问题
I want to write a python code that downloads 'main' image from urls that contain images.
I have urls like these in my data (text files)
- http://t.co/fd9F0Gp1P1
points to an fb image
- http://t.co/0Ldy6j26fb
points to twitter image
but their expanded urls don't result in .jpg,.png images. Instead they direct us to a page that contains the desired image.
How do I download images from these urls?
回答1:
Here you will find an example of how I downloaded the plane image from the facebook page, you can adapt this to work for your twitter page:
from bs4 import BeautifulSoup
import urllib
urlData = urllib.urlopen('https://www.facebook.com/photo.php?fbid=10152055005350906')
data = str(urlData.readlines())
bs = BeautifulSoup(data)
imgUrl = bs.find('img', attrs={'class': 'fbPhotoImage img'}).get('src')

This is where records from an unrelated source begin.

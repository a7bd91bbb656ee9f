//! Exact money representation using decimal arithmetic.

use std::iter::Sum;
use std::ops::{Add, AddAssign};

use rust_decimal::Decimal;
use serde::{Deserialize, Serialize};

/// A monetary amount in the store's currency (USD).
///
/// Stored exactly as a [`Decimal`]; rounding to two decimal places happens
/// only at presentation via [`Money::display`], never in stored state.
#[derive(Debug, Clone, Copy, PartialEq, Eq, PartialOrd, Ord, Serialize, Deserialize, Default)]
#[serde(transparent)]
pub struct Money(Decimal);

impl Money {
    /// Zero amount.
    pub const ZERO: Self = Self(Decimal::ZERO);

    /// Create a money value from a decimal amount.
    #[must_use]
    pub const fn new(amount: Decimal) -> Self {
        Self(amount)
    }

    /// The underlying decimal amount, unrounded.
    #[must_use]
    pub const fn amount(&self) -> Decimal {
        self.0
    }

    /// Multiply by a quantity (a line total).
    #[must_use]
    pub fn times(&self, quantity: u32) -> Self {
        Self(self.0 * Decimal::from(quantity))
    }

    /// Format for display with two decimal places (e.g., "$4.50").
    #[must_use]
    pub fn display(&self) -> String {
        format!("${:.2}", self.0.round_dp(2))
    }
}

impl Add for Money {
    type Output = Self;

    fn add(self, rhs: Self) -> Self {
        Self(self.0 + rhs.0)
    }
}

impl AddAssign for Money {
    fn add_assign(&mut self, rhs: Self) {
        self.0 += rhs.0;
    }
}

impl Sum for Money {
    fn sum<I: Iterator<Item = Self>>(iter: I) -> Self {
        iter.fold(Self::ZERO, Add::add)
    }
}

impl From<Decimal> for Money {
    fn from(amount: Decimal) -> Self {
        Self(amount)
    }
}
//! Device-local key-value persistence.
//!
//! The mobile runtime persists small JSON documents under string keys. This
//! module abstracts that store behind [`KeyValueStore`] so the services can
//! run against the on-disk [`FileStore`] in the app and [`MemoryStore`] in
//! tests.
//!
//! Writes for a given key are last-writer-wins; the cart and session data
//! kept here are convenience state, not a ledger.

mod file;
mod memory;

pub use file::FileStore;
pub use memory::MemoryStore;

use async_trait::async_trait;
use thiserror::Error;

/// Well-known storage keys.
pub mod keys {
    /// Ordered array of cart line items.
    pub const CART: &str = "cart";
    /// The authenticated session.
    pub const USER: &str = "user";
    /// Shipping address of the in-flight checkout attempt.
    pub const SHIPPING_ADDRESS: &str = "shippingAddress";
    /// Draft order of the in-flight checkout attempt.
    pub const DRAFT_ORDER: &str = "draftOrder";
}

/// Errors that can occur while reading or writing the store.
#[derive(Debug, Error)]
pub enum StoreError {
    /// Underlying file I/O failed.
    #[error("I/O error: {0}")]
    Io(#[from] std::io::Error),

    /// Store contents could not be serialized.
    #[error("serialization error: {0}")]
    Serialize(#[from] serde_json::Error),
}

/// An async string-keyed store of JSON-serialized values.
///
/// Implementations make no ordering guarantee across keys; callers tolerate
/// a stale last write winning.
#[async_trait]
pub trait KeyValueStore: Send + Sync {
    /// Read the value stored under `key`, if any.
    async fn get(&self, key: &str) -> Result<Option<String>, StoreError>;

    /// Store `value` under `key`, replacing any previous value.
    async fn set(&self, key: &str, value: String) -> Result<(), StoreError>;

    /// Remove the value stored under `key`. Removing an absent key is not
    /// an error.
    async fn remove(&self, key: &str) -> Result<(), StoreError>;
}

urllib.urlretrieve(imgUrl, "plane.jpg")
EDIT
I decided to actually help you out with the twitter one as well, here is the twitter example of downloading the image from the link you gave:
from bs4 import BeautifulSoup
import urllib
urlData = urllib.urlopen('https://twitter.com/USABillOfRights/status/468852515409502210/photo/1')
data = str(urlData.readlines())
bs = BeautifulSoup(data)
imgUrl = bs.find('img', attrs={'alt': 'Embedded image permalink'}).get('src')
urllib.urlretrieve(imgUrl, "cnn.jpg")
And here is the web reference for BeautifulSoup.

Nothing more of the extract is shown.